К монахине Антонии обращались за советом и помощью. Однажды к ней на улице подошла женщина и сказала: «Матушка, как мне быть? Я — врач, замужем за татарином, свекровь меня ненавидит и бьет. Сирота я, заступиться некому. Дома — страх что творится...» Мать Антония ответила ей: «Пойди на любую могилку, помолись, прочти 150 раз «Богородицу...», попроси Ее — и все уладится». Видимо, матушка посылала ее на могилу, чтобы та смогла в уединенном месте помолиться перед крестом. Открыто, при людях молиться было невозможно: верующих увольняли с работы. Через некоторое время эта женщина вновь встретила мать Антонию и бросилась к ней со словами: «Я вам так благодарна, ведь теперь у нас дома — тишина!»
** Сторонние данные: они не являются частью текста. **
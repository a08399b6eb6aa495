//! Destination - Addressable chat endpoint
//!
//! Composite key for one chat/thread. Every outbound request targets exactly
//! one `Destination`, and the dispatcher keeps one queue and one rate-limit
//! clock per key. The message id of a scheduled edit is not part of the key,
//! so edits and sends to the same chat share a clock.

use serde::{Deserialize, Serialize};
use std::fmt;

/// Chat/thread endpoint identifier.
///
/// Cheap to copy and usable as a `HashMap` key.
#[derive(Debug, Clone, Copy, PartialEq, Eq, Hash, Serialize, Deserialize)]
pub struct Destination {
    /// Platform chat identifier
    pub chat_id: i64,

    /// Forum thread within the chat, if any
    #[serde(default)]
    pub thread_id: Option<i64>,
}

impl Destination {
    /// Create a destination for a plain chat
    pub fn chat(chat_id: i64) -> Self {
        Self {
            chat_id,
            thread_id: None,
        }
    }

    /// Create a destination for a thread inside a chat
    pub fn thread(chat_id: i64, thread_id: i64) -> Self {
        Self {
            chat_id,
            thread_id: Some(thread_id),
        }
    }
}

impl fmt::Display for Destination {
    fn fmt(&self, f: &mut fmt::Formatter<'_>) -> fmt::Result {
        match self.thread_id {
            Some(thread) => write!(f, "{}_{}", self.chat_id, thread),
            None => write!(f, "{}", self.chat_id),
        }
    }
}
//! `validate` command implementation.

use anyhow::{Context, Result};
use serde::Serialize;
use tracing::info;

use crate::cli::ValidateArgs;

/// Validation result for JSON output
#[derive(Serialize)]
struct ValidationResult {
    valid: bool,
    config_path: String,
    #[serde(skip_serializing_if = "Option::is_none")]
    error: Option<String>,
    #[serde(skip_serializing_if = "Option::is_none")]
    warnings: Option<Vec<String>>,
    #[serde(skip_serializing_if = "Option::is_none")]
    summary: Option<ConfigSummary>,
}

#[derive(Serialize)]
struct ConfigSummary {
    data_url: String,
    admin_count: usize,
    target_count: usize,
    interval_secs: u64,
    command: String,
}

/// Execute the `validate` command
pub fn run_validate(args: &ValidateArgs) -> Result<()> {
    info!(config = %args.config.display(), "Validating configuration");

    let result = validate_config(args);

    if args.json {
        let json = serde_json::to_string_pretty(&result)
            .context("Failed to serialize validation result")?;
        println!("{}", json);
    } else {
        print_validation_result(&result);
    }

    if result.valid {
        Ok(())
    } else {
        anyhow::bail!("Configuration validation failed")
    }
}

fn validate_config(args: &ValidateArgs) -> ValidationResult {
    let config_path = args.config.display().to_string();

    // Check file exists
    if !args.config.exists() {
        return ValidationResult {
            valid: false,
            config_path,
            error: Some(format!("File not found: {}", args.config.display())),
            warnings: None,
            summary: None,
        };
    }

    // Try to load and validate
    match config_loader::ConfigLoader::load_from_path(&args.config) {
        Ok(config) => {
            let warnings = collect_warnings(&config);

            ValidationResult {
                valid: true,
                config_path,
                error: None,
                warnings: if warnings.is_empty() {
                    None
                } else {
                    Some(warnings)
                },
                summary: Some(ConfigSummary {
                    data_url: config.data.url.clone(),
                    admin_count: config.telegram.admin_ids.len(),
                    target_count: config.schedule.targets.len(),
                    interval_secs: config.schedule.interval_secs,
                    command: config.message.command_prefix.clone(),
                }),
            }
        }
        Err(e) => ValidationResult {
            valid: false,
            config_path,
            error: Some(e.to_string()),
            warnings: None,
            summary: None,
        },
    }
}

/// Collect configuration warnings (non-fatal issues)
fn collect_warnings(config: &contracts::RelayConfig) -> Vec<String> {
    let mut warnings = Vec::new();

    if config.schedule.targets.is_empty() {
        warnings.push("No scheduled targets configured - nothing will be edited".to_string());
    }

    if config.telegram.admin_ids.is_empty() {
        warnings
            .push("No admin IDs configured - command replies are disabled for everyone".to_string());
    }

    if !config.message.template.contains('{') {
        warnings.push("Template contains no placeholder tokens".to_string());
    }

    if config.schedule.interval_secs < 10 {
        warnings.push(format!(
            "Update interval of {}s is aggressive for a public data API",
            config.schedule.interval_secs
        ));
    }

    warnings
}

fn print_validation_result(result: &ValidationResult) {
    if result.valid {
        println!("✓ Configuration is valid: {}", result.config_path);

        if let Some(ref summary) = result.summary {
            println!("\n  Data URL: {}", summary.data_url);
            println!("  Admins: {}", summary.admin_count);
            println!("  Targets: {}", summary.target_count);
            println!("  Interval: {}s", summary.interval_secs);
            println!("  Command: {}", summary.command);
        }

        if let Some(ref warnings) = result.warnings {
            println!("\n⚠ Warnings:");
            for warning in warnings {
                println!("  - {}", warning);
            }
        }
    } else {
        println!("✗ Configuration is invalid: {}", result.config_path);
        if let Some(ref error) = result.error {
            println!("\n  Error: {}", error);
        }
    }
}
//! CLI argument definitions using clap.

use clap::{Parser, Subcommand, ValueEnum};
use std::path::PathBuf;

/// Price Relay - market data to chat relay bot
#[derive(Parser, Debug)]
#[command(
    name = "price-relay",
    author,
    version,
    about = "Market data to chat relay bot",
    long_about = "Relays market data snapshots into chat messages.\n\n\
                  Periodically fetches a JSON snapshot, renders it through a \n\
                  placeholder template, and keeps configured chat messages up to \n\
                  date via rate-limited edits. Also answers an on-demand price \n\
                  command from authorized senders."
)]
pub struct Cli {
    /// Increase logging verbosity (-v for debug, -vv for trace)
    #[arg(short, long, action = clap::ArgAction::Count, global = true, env = "PRICE_RELAY_VERBOSE")]
    pub verbose: u8,

    /// Suppress all output except errors
    #[arg(short, long, global = true, conflicts_with = "verbose")]
    pub quiet: bool,

    /// Log output format
    #[arg(
        long,
        value_enum,
        default_value = "pretty",
        global = true,
        env = "PRICE_RELAY_LOG_FORMAT"
    )]
    pub log_format: LogFormat,

    #[command(subcommand)]
    pub command: Commands,
}

/// Available CLI commands
#[derive(Subcommand, Debug)]
pub enum Commands {
    /// Run the relay
    Run(RunArgs),

    /// Validate configuration file without running
    Validate(ValidateArgs),
}

/// Arguments for the `run` command
#[derive(Parser, Debug, Clone)]
pub struct RunArgs {
    /// Path to configuration file (TOML or JSON)
    #[arg(short, long, default_value = "relay.toml", env = "PRICE_RELAY_CONFIG")]
    pub config: PathBuf,

    /// Override bot token from configuration
    #[arg(long, env = "TELEGRAM_BOT_TOKEN", hide_env_values = true)]
    pub token: Option<String>,

    /// Override market data URL from configuration
    #[arg(long, env = "PRICE_RELAY_DATA_URL")]
    pub data_url: Option<String>,

    /// Override scheduled update interval in seconds
    #[arg(long, env = "PRICE_RELAY_INTERVAL")]
    pub interval: Option<u64>,

    /// Relay timeout in seconds (0 = run until shutdown signal)
    #[arg(long, default_value = "0", env = "PRICE_RELAY_TIMEOUT")]
    pub timeout: u64,

    /// Validate configuration and exit without running
    #[arg(long)]
    pub dry_run: bool,

    /// Metrics server port (0 = disabled)
    #[arg(long, default_value = "0", env = "PRICE_RELAY_METRICS_PORT")]
    pub metrics_port: u16,
}

/// Arguments for the `validate` command
#[derive(Parser, Debug)]
pub struct ValidateArgs {
    /// Path to configuration file to validate
    #[arg(short, long, default_value = "relay.toml")]
    pub config: PathBuf,

    /// Output validation result as JSON
    #[arg(long)]
    pub json: bool,
}

/// Log output format
#[derive(ValueEnum, Clone, Debug, Default)]
pub enum LogFormat {
    /// JSON structured logging
    Json,
    /// Human-readable pretty format
    #[default]
    Pretty,
    /// Compact single-line format
    Compact,
}
//! Recording mock transport
//!
//! Used by relay unit tests and the e2e suite. Records every accepted
//! send/edit with its delivery instant, and can be flipped into a failing
//! mode to exercise error paths.

use std::sync::atomic::{AtomicBool, AtomicI64, Ordering};
use std::sync::Mutex;

use tokio::time::Instant;

use contracts::{ChatTransport, Destination, MessageRef, RelayError};

/// One recorded outbound call
#[derive(Debug, Clone)]
pub struct SentRecord {
    pub destination: Destination,
    /// Wire method name (`sendMessage` / `editMessageText`)
    pub method: &'static str,
    /// Edited message id, or the id assigned to a new message
    pub message_id: i64,
    pub text: String,
    pub at: Instant,
}

/// Transport double that records instead of talking to a chat platform
#[derive(Debug, Default)]
pub struct MockTransport {
    records: Mutex<Vec<SentRecord>>,
    next_message_id: AtomicI64,
    failing: AtomicBool,
}

impl MockTransport {
    pub fn new() -> Self {
        Self::default()
    }

    /// Make every subsequent call fail (or succeed again)
    pub fn set_failing(&self, failing: bool) {
        self.failing.store(failing, Ordering::SeqCst);
    }

    /// Snapshot of everything delivered so far
    pub fn sent(&self) -> Vec<SentRecord> {
        self.records.lock().unwrap_or_else(|e| e.into_inner()).clone()
    }

    /// Number of delivered calls
    pub fn sent_count(&self) -> usize {
        self.records.lock().unwrap_or_else(|e| e.into_inner()).len()
    }

    fn record(&self, record: SentRecord) {
        self.records
            .lock()
            .unwrap_or_else(|e| e.into_inner())
            .push(record);
    }
}

impl ChatTransport for MockTransport {
    async fn send_message(
        &self,
        destination: Destination,
        text: &str,
    ) -> Result<MessageRef, RelayError> {
        if self.failing.load(Ordering::SeqCst) {
            return Err(RelayError::transport(destination, "mock send failure"));
        }
        let message_id = self.next_message_id.fetch_add(1, Ordering::SeqCst) + 1;
        self.record(SentRecord {
            destination,
            method: "sendMessage",
            message_id,
            text: text.to_string(),
            at: Instant::now(),
        });
        Ok(MessageRef {
            chat_id: destination.chat_id,
            message_id,
        })
    }

    async fn edit_message(
        &self,
        destination: Destination,
        message_id: i64,
        text: &str,
    ) -> Result<(), RelayError> {
        if self.failing.load(Ordering::SeqCst) {
            return Err(RelayError::transport(destination, "mock edit failure"));
        }
        self.record(SentRecord {
            destination,
            method: "editMessageText",
            message_id,
            text: text.to_string(),
            at: Instant::now(),
        });
        Ok(())
    }
}
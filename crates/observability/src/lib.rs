//! # Observability
//!
//! Tracing initialization and Prometheus metrics for the relay.
//!
//! ```ignore
//! observability::init()?;
//! observability::record_tick();
//! ```

pub mod metrics;

use anyhow::{Context, Result};
use metrics_exporter_prometheus::PrometheusBuilder;
use tracing_subscriber::{fmt, layer::SubscriberExt, util::SubscriberInitExt, EnvFilter};

// Re-exports
pub use crate::metrics::{
    record_destination_totals, record_fetch_failure, record_queue_depth, record_tick,
};

/// Initialize observability (tracing + Prometheus) with defaults
pub fn init() -> Result<()> {
    init_with_config(ObservabilityConfig::default())
}

/// Observability configuration
#[derive(Debug, Clone)]
pub struct ObservabilityConfig {
    pub log_format: LogFormat,
    /// Prometheus listen port (None = disabled)
    pub metrics_port: Option<u16>,
    /// Default log level when RUST_LOG is unset
    pub default_log_level: String,
}

impl Default for ObservabilityConfig {
    fn default() -> Self {
        Self {
            log_format: LogFormat::Json,
            metrics_port: None,
            default_log_level: "info".to_string(),
        }
    }
}

/// Log output format
#[derive(Debug, Clone, Copy, Default)]
pub enum LogFormat {
    /// Structured JSON lines
    #[default]
    Json,
    /// Human-readable multi-line format
    Pretty,
    /// Compact single-line format
    Compact,
}

/// Initialize with a custom configuration
pub fn init_with_config(config: ObservabilityConfig) -> Result<()> {
    let filter = EnvFilter::try_from_default_env()
        .unwrap_or_else(|_| EnvFilter::new(&config.default_log_level));

    match config.log_format {
        LogFormat::Json => {
            let fmt_layer = fmt::layer()
                .json()
                .with_target(true)
                .with_thread_ids(true)
                .with_thread_names(true)
                .with_file(true)
                .with_line_number(true);

            tracing_subscriber::registry()
                .with(filter)
                .with(fmt_layer)
                .try_init()
                .context("Failed to initialize tracing subscriber")?;
        }
        LogFormat::Pretty => {
            let fmt_layer = fmt::layer().pretty();

            tracing_subscriber::registry()
                .with(filter)
                .with(fmt_layer)
                .try_init()
                .context("Failed to initialize tracing subscriber")?;
        }
        LogFormat::Compact => {
            let fmt_layer = fmt::layer().compact();

            tracing_subscriber::registry()
                .with(filter)
                .with(fmt_layer)
                .try_init()
                .context("Failed to initialize tracing subscriber")?;
        }
    }

    if let Some(port) = config.metrics_port {
        init_metrics_only(port)?;
    }

    tracing::info!(
        log_format = ?config.log_format,
        metrics_port = ?config.metrics_port,
        "Observability initialized"
    );

    Ok(())
}

/// Initialize only the Prometheus exporter
///
/// For the case where tracing has already been set up elsewhere.
pub fn init_metrics_only(port: u16) -> Result<()> {
    let builder = PrometheusBuilder::new();
    builder
        .with_http_listener(([0, 0, 0, 0], port))
        .install()
        .context("Failed to install Prometheus recorder")?;

    tracing::info!(port = port, "Prometheus metrics endpoint initialized");
    Ok(())
}
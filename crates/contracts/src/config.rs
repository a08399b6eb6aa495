//! RelayConfig - Config Loader output
//!
//! Describes the complete relay setup: transport credentials, data source,
//! message template, scheduled update targets and dispatch pacing.

use serde::{Deserialize, Serialize};

use crate::Destination;

/// Default Telegram Bot API base (overridable for tests / proxies)
pub const DEFAULT_API_URL: &str = "https://api.telegram.org";

/// Complete relay configuration
#[derive(Debug, Clone, Serialize, Deserialize)]
pub struct RelayConfig {
    /// Transport settings
    pub telegram: TelegramConfig,

    /// Market data source
    pub data: DataConfig,

    /// Message template settings
    #[serde(default)]
    pub message: MessageConfig,

    /// Periodic update settings
    #[serde(default)]
    pub schedule: ScheduleConfig,

    /// Dispatch pacing settings
    #[serde(default)]
    pub dispatch: DispatchConfig,
}

/// Chat transport configuration
#[derive(Debug, Clone, Serialize, Deserialize)]
pub struct TelegramConfig {
    /// Bot token
    pub token: String,

    /// Identities allowed to trigger on-demand replies
    #[serde(default)]
    pub admin_ids: Vec<i64>,

    /// Bot API base URL
    #[serde(default = "default_api_url")]
    pub api_url: String,
}

fn default_api_url() -> String {
    DEFAULT_API_URL.to_string()
}

/// Market data endpoint configuration
#[derive(Debug, Clone, Serialize, Deserialize)]
pub struct DataConfig {
    /// Snapshot endpoint (HTTP GET, JSON body)
    pub url: String,
}

/// Message template configuration
#[derive(Debug, Clone, Serialize, Deserialize)]
pub struct MessageConfig {
    /// Template with `F{..}` / `S{..}` / `E{..}` placeholder tokens
    #[serde(default = "default_template")]
    pub template: String,

    /// Inbound text prefix that triggers an on-demand reply
    #[serde(default = "default_command_prefix")]
    pub command_prefix: String,
}

impl Default for MessageConfig {
    fn default() -> Self {
        Self {
            template: default_template(),
            command_prefix: default_command_prefix(),
        }
    }
}

fn default_template() -> String {
    "E{data.attributes.price_change_percentage.m5} S{data.attributes.name}: \
     F{data.attributes.base_token_price_usd} 24H: F{data.attributes.volume_usd.h24} \
     MC: F{data.attributes.fdv_usd}"
        .to_string()
}

fn default_command_prefix() -> String {
    "/price".to_string()
}

/// Periodic update configuration
#[derive(Debug, Clone, Serialize, Deserialize)]
pub struct ScheduleConfig {
    /// Seconds between scheduled update ticks
    #[serde(default = "default_interval_secs")]
    pub interval_secs: u64,

    /// Messages kept up to date by replace-in-place edits
    #[serde(default)]
    pub targets: Vec<UpdateTarget>,
}

impl Default for ScheduleConfig {
    fn default() -> Self {
        Self {
            interval_secs: default_interval_secs(),
            targets: Vec::new(),
        }
    }
}

fn default_interval_secs() -> u64 {
    60
}

/// One previously-sent message to keep updated
#[derive(Debug, Clone, Serialize, Deserialize, PartialEq, Eq)]
pub struct UpdateTarget {
    pub chat_id: i64,

    #[serde(default)]
    pub thread_id: Option<i64>,

    /// Message to edit on every tick
    pub message_id: i64,
}

impl UpdateTarget {
    /// Queue key for this target
    pub fn destination(&self) -> Destination {
        Destination {
            chat_id: self.chat_id,
            thread_id: self.thread_id,
        }
    }
}

/// Dispatch pacing configuration
#[derive(Debug, Clone, Serialize, Deserialize)]
pub struct DispatchConfig {
    /// Minimum spacing between sends to one destination
    #[serde(default = "default_min_send_interval_ms")]
    pub min_send_interval_ms: u64,

    /// Bounded queue depth per destination
    #[serde(default = "default_queue_capacity")]
    pub queue_capacity: usize,

    /// Retire a destination worker after this much inactivity (0 = never)
    #[serde(default = "default_idle_ttl_secs")]
    pub idle_ttl_secs: u64,
}

impl Default for DispatchConfig {
    fn default() -> Self {
        Self {
            min_send_interval_ms: default_min_send_interval_ms(),
            queue_capacity: default_queue_capacity(),
            idle_ttl_secs: default_idle_ttl_secs(),
        }
    }
}

fn default_min_send_interval_ms() -> u64 {
    3000
}

fn default_queue_capacity() -> usize {
    64
}

fn default_idle_ttl_secs() -> u64 {
    300
}

#[cfg(test)]
mod tests {
    use super::*;

    #[test]
    fn test_defaults_fill_in() {
        let toml_src = r#"
[telegram]
token = "123:abc"

[data]
url = "https://example.com/pools/x"
"#;
        let config: RelayConfig = toml::from_str(toml_src).unwrap();
        assert_eq!(config.telegram.api_url, DEFAULT_API_URL);
        assert_eq!(config.schedule.interval_secs, 60);
        assert_eq!(config.dispatch.min_send_interval_ms, 3000);
        assert_eq!(config.dispatch.queue_capacity, 64);
        assert_eq!(config.dispatch.idle_ttl_secs, 300);
        assert_eq!(config.message.command_prefix, "/price");
        assert!(config.message.template.contains("F{"));
    }

    #[test]
    fn test_target_destination() {
        let target = UpdateTarget {
            chat_id: -100,
            thread_id: Some(3),
            message_id: 42,
        };
        assert_eq!(target.destination(), Destination::thread(-100, 3));
    }
}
Матушка имела дерзновение и силу отмаливать людей, одержимых бесовскими наваждениями. Ее келейница рассказывала:
«У нас при церкви был один молодой человек: — пел и читал в храме. Однажды он зашел в дом к чернокнижнице и посмотрел там из любопытства одну книгу о магии. С тех пор изменился, перестал ходить в храм. Я стала молиться за него, и вдруг на меня словно что-то нашло: ни молиться не могу, ни что-либо делать, руки опускаются. Это не укрылось от матушки Антонии: «Что с тобой, Тонечка? — спросила она. Почему ты такая грустненькая?» Я рассказала ей, что пыталась молиться за Володю (так звали того парня). «Да тебе ли с твоими силенками молиться за него, — взволновалась матушка, — да враг тебе знаешь как отомстит, вверх ногами поставит!» После молитв матушки от меня тотчас отошло все нехорошее. Вот насколько сильна была ее молитва.
Помню еще один случай. Я пела на клиросе, у меня был сопрано, и вот однажды голос сорвался. Пошла к врачу, а он строго сказал: «Не петь, не читать, а то останетесь совсем без голоса». Я расстроилась, рассказала все матушке. «У нас врач — Господь, исцелит и поможет», — сказала она. После этого голос у меня быстро поправился».
Господь даровал Своей угоднице монахини Антонии тихую и мирную кончину. Последние дни она почти ничего не вкушала. Завещание ее было кратким: предать тело земле и вынимать просфору за упокой ее души. Скончалась матушка в седмицу Жен-мироносиц, 24 мая 1986 года. Когда над усопшей читали Псалтирь, ее любимый котик плакал у гроба совсем по-человечьи...
Матушку хотели похоронить на Арском кладбище: здесь, в церкви, она трудилась много десятилетий, здесь покоился ее брат. Уже была подготовлена могила, но возникли какие-то непреодолимые обстоятельства, и погребсти ее здесь не дали. Она покоится на Царицынском кладбище Казани.
Господь принял в Свои обители праведницу и подвижницу, которой довелось нести трудный иноческий подвиг во время лютых гонений на Православие. Ныне она, верим, предстательствует пред Господом о спасении всех, живущих в казанской земле и в стране Российской. Упокой, Господи, душу рабы Твоея монахини Антонии и ее святыми молитвами помилуй нас!